01 septembre 1917
Le 1er septembre 1917
Ma bien chère Petite Margot
Deux mots la santé est très bonne nous sommes toujours à la compagnie de rassemblement et nous somme pas malheureux nous allons au noisettes du matin au soir je pense bien à toi je me dis si ma petite Marguerite été là elle serait heureuse de cueillir la noisette avec moi mais malheureusement ce n’est pas le cas et le plus ennuyeux c’est que c’est fini aujourd’hui, nous partons demain Dimanche rejoindre le régiment je pense aussitôt arriver je te donnerai des nouvelles.

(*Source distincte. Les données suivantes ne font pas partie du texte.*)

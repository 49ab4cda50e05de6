use std::time::{Duration, Instant};

use crate::error::{EvalError, EvalResult};

/// How many expression steps pass between deadline checks.
///
/// `Instant::now()` is not free; checking on a counter keeps the hot
/// evaluation path cheap while bounding how far past the deadline an
/// evaluation can run.
const STEP_CHECK_INTERVAL: u32 = 1024;

/// Enforces the evaluation deadline shared by an evaluator's lifetime.
///
/// The deadline is checked at every `STEP_CHECK_INTERVAL`-th expression
/// step and at every I/O suspension point (module load, package fetch,
/// resource read, external-reader round-trip).
#[derive(Debug, Clone)]
pub struct EvalLimits {
    deadline: Option<Instant>,
    steps: u32,
}

impl EvalLimits {
    /// Limits with no deadline; evaluation runs until completion.
    #[must_use]
    pub fn unlimited() -> Self {
        Self {
            deadline: None,
            steps: 0,
        }
    }

    /// Limits with a deadline `timeout` from now.
    #[must_use]
    pub fn with_timeout(timeout: Option<Duration>) -> Self {
        Self {
            deadline: timeout.map(|t| Instant::now() + t),
            steps: 0,
        }
    }

    /// The absolute deadline, if one is configured.
    ///
    /// I/O layers use this to derive per-request timeouts.
    #[must_use]
    pub fn deadline(&self) -> Option<Instant> {
        self.deadline
    }

    /// Remaining time until the deadline.
    ///
    /// Returns an error if the deadline has already passed.
    pub fn remaining(&self) -> EvalResult<Option<Duration>> {
        match self.deadline {
            None => Ok(None),
            Some(deadline) => {
                let now = Instant::now();
                if now >= deadline {
                    Err(EvalError::timed_out())
                } else {
                    Ok(Some(deadline - now))
                }
            }
        }
    }

    /// Called once per expression evaluation step.
    #[inline]
    pub fn on_step(&mut self) -> EvalResult<()> {
        self.steps = self.steps.wrapping_add(1);
        if self.steps % STEP_CHECK_INTERVAL == 0 {
            self.check_deadline()?;
        }
        Ok(())
    }

    /// Called at every I/O suspension point.
    pub fn check_deadline(&self) -> EvalResult<()> {
        if let Some(deadline) = self.deadline {
            if Instant::now() >= deadline {
                return Err(EvalError::timed_out());
            }
        }
        Ok(())
    }
}

impl Default for EvalLimits {
    fn default() -> Self {
        Self::unlimited()
    }
}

Je t’ai écrit en parti tous les jours tu dois avoir de mes nouvelles depuis mon départ moi je ne pourrai avoir de tes nouvelles que quand je serai rentrer à la Compagnie. Je n’ai pas rentrer ma bicyclette par ce que René doit me la mettre complètement en état avant son départ n’oublie pas de lui faire rappeller et qui ma la mettre en état de façon qu’à ma prochaine permission que je n’ai qu’à monter de su s’en ennuie, il a deux écroux à mettre et la valve de la roue arrière. J’espère qu’il le fera. Ton mari qui t’aime et t’embrasse mille fois de tous son cœur.
E. Vallet
Si tu as l’occation de voir Suzanne et Henriette tu les embrassera bien fort pour moi
J’attends de tes nouvelles avec impatience. Ce n’est pas de ta faute je trouverai tes lettres à la Compagnie.